>>>>

//! Inline markdown tokenizer.
//!
//! Splits raw text into a flat sequence of [`Span`]s. Tokenizing runs a
//! fixed series of passes (images, links, then the `**`, `_` and backtick
//! delimiters), each pass only splitting the plain spans left over by the
//! previous one. Styled spans pass through untouched, so styles never nest.

use regex::Regex;
use std::ops::Range;
use std::sync::LazyLock;
use staticmd_core::{Result, Span, SpanKind, StaticmdError};

/// Regex for matching images: ![alt](url)
static IMAGE_RE: LazyLock<Regex> =
    LazyLock::new(|| Regex::new(r"!\[([^\[\]]*)\]\(([^\(\)]*)\)").unwrap());

/// Regex for matching links: [text](url)
///
/// A match directly preceded by `!` is image syntax and is skipped by
/// [`find_link`].
static LINK_RE: LazyLock<Regex> =
    LazyLock::new(|| Regex::new(r"\[([^\[\]]*)\]\(([^\(\)]*)\)").unwrap());

/// Paired delimiters, in the order their passes run.
pub const DELIMITERS: [(&str, SpanKind); 3] = [
    ("**", SpanKind::Bold),
    ("_", SpanKind::Italic),
    ("`", SpanKind::Code),
];

/// An image or link found in a piece of text.
#[derive(Debug, Clone, PartialEq, Eq)]
struct Extracted<'a> {
    /// Byte range of the whole construct, brackets included
    range: Range<usize>,
    /// Alt text or link text
    label: &'a str,
    /// URL
    target: &'a str,
}

fn extracted_from<'a>(caps: &regex::Captures<'a>) -> Option<Extracted<'a>> {
    let whole = caps.get(0)?;
    Some(Extracted {
        range: whole.range(),
        label: caps.get(1).map_or("", |m| m.as_str()),
        target: caps.get(2).map_or("", |m| m.as_str()),
    })
}

/// Find the next image at or after byte offset `from`.
fn find_image(text: &str, from: usize) -> Option<Extracted<'_>> {
    let caps = IMAGE_RE.captures_at(text, from)?;
    extracted_from(&caps)
}

/// Find the next link at or after byte offset `from`.
fn find_link(text: &str, mut from: usize) -> Option<Extracted<'_>> {
    loop {
        let caps = LINK_RE.captures_at(text, from)?;
        let found = extracted_from(&caps)?;
        if text[..found.range.start].ends_with('!') {
            // `[` is one byte, so this stays on a char boundary
            from = found.range.start + 1;
            continue;
        }
        return Some(found);
    }
}

fn extract_all(
    text: &str,
    find: fn(&str, usize) -> Option<Extracted<'_>>,
) -> Vec<(String, String)> {
    let mut found = Vec::new();
    let mut cursor = 0;
    while let Some(item) = find(text, cursor) {
        found.push((item.label.to_string(), item.target.to_string()));
        cursor = item.range.end;
    }
    found
}

/// Return `(alt, url)` for every image in `text`.
pub fn extract_images(text: &str) -> Vec<(String, String)> {
    extract_all(text, find_image)
}

/// Return `(text, url)` for every link in `text`, ignoring images.
pub fn extract_links(text: &str) -> Vec<(String, String)> {
    extract_all(text, find_link)
}

/// Split the plain spans of `spans` around every match of `find`.
fn split_extracted(
    spans: Vec<Span>,
    find: fn(&str, usize) -> Option<Extracted<'_>>,
    build: fn(&str, &str) -> Span,
) -> Vec<Span> {
    let mut result = Vec::with_capacity(spans.len());

    for span in spans {
        if !span.is_plain() {
            result.push(span);
            continue;
        }

        let text = span.text();
        let mut cursor = 0;
        while let Some(item) = find(text, cursor) {
            if item.range.start > cursor {
                result.push(Span::plain(&text[cursor..item.range.start]));
            }
            result.push(build(item.label, item.target));
            cursor = item.range.end;
        }
        if cursor < text.len() {
            result.push(Span::plain(&text[cursor..]));
        }
    }

    result
}

/// Split plain spans on `![alt](url)`, producing image spans.
pub fn split_images(spans: Vec<Span>) -> Vec<Span> {
    split_extracted(spans, find_image, |alt, url| Span::image(alt, url))
}

/// Split plain spans on `[text](url)`, producing link spans.
pub fn split_links(spans: Vec<Span>) -> Vec<Span> {
    split_extracted(spans, find_link, |text, url| Span::link(text, url))
}

/// Split plain spans on paired occurrences of `delimiter`.
///
/// Text between a pair becomes a span of `kind` (possibly empty); text
/// outside pairs stays plain and is only emitted when non-empty. An opening
/// delimiter with no closing partner fails with
/// [`StaticmdError::UnbalancedDelimiter`].
pub fn split_delimiter(spans: Vec<Span>, delimiter: &str, kind: SpanKind) -> Result<Vec<Span>> {
    if delimiter.is_empty() {
        return Ok(spans);
    }

    let mut result = Vec::with_capacity(spans.len());
    for span in spans {
        if span.is_plain() {
            split_plain(span.text(), delimiter, kind, &mut result)?;
        } else {
            result.push(span);
        }
    }
    Ok(result)
}

fn split_plain(text: &str, delimiter: &str, kind: SpanKind, out: &mut Vec<Span>) -> Result<()> {
    let mut rest = text;

    while let Some(open) = rest.find(delimiter) {
        if open > 0 {
            out.push(Span::plain(&rest[..open]));
        }
        let inner = &rest[open + delimiter.len()..];
        let close = inner
            .find(delimiter)
            .ok_or_else(|| StaticmdError::UnbalancedDelimiter(delimiter.to_string()))?;
        out.push(Span::styled(kind, &inner[..close]));
        rest = &inner[close + delimiter.len()..];
    }

    if !rest.is_empty() {
        out.push(Span::plain(rest));
    }
    Ok(())
}

/// Tokenize a piece of inline markdown into spans.
///
/// This is the main entry point for inline parsing. Empty input yields no
/// spans.
pub fn tokenize(text: &str) -> Result<Vec<Span>> {
    if text.is_empty() {
        return Ok(Vec::new());
    }

    let spans = split_images(vec![Span::plain(text)]);
    let mut spans = split_links(spans);
    for (delimiter, kind) in DELIMITERS {
        spans = split_delimiter(spans, delimiter, kind)?;
    }
    Ok(spans)
}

<<<<

What you should do - Of the lines above, count those containing the word "found", and give the number by itself.

Result of the exercise - 8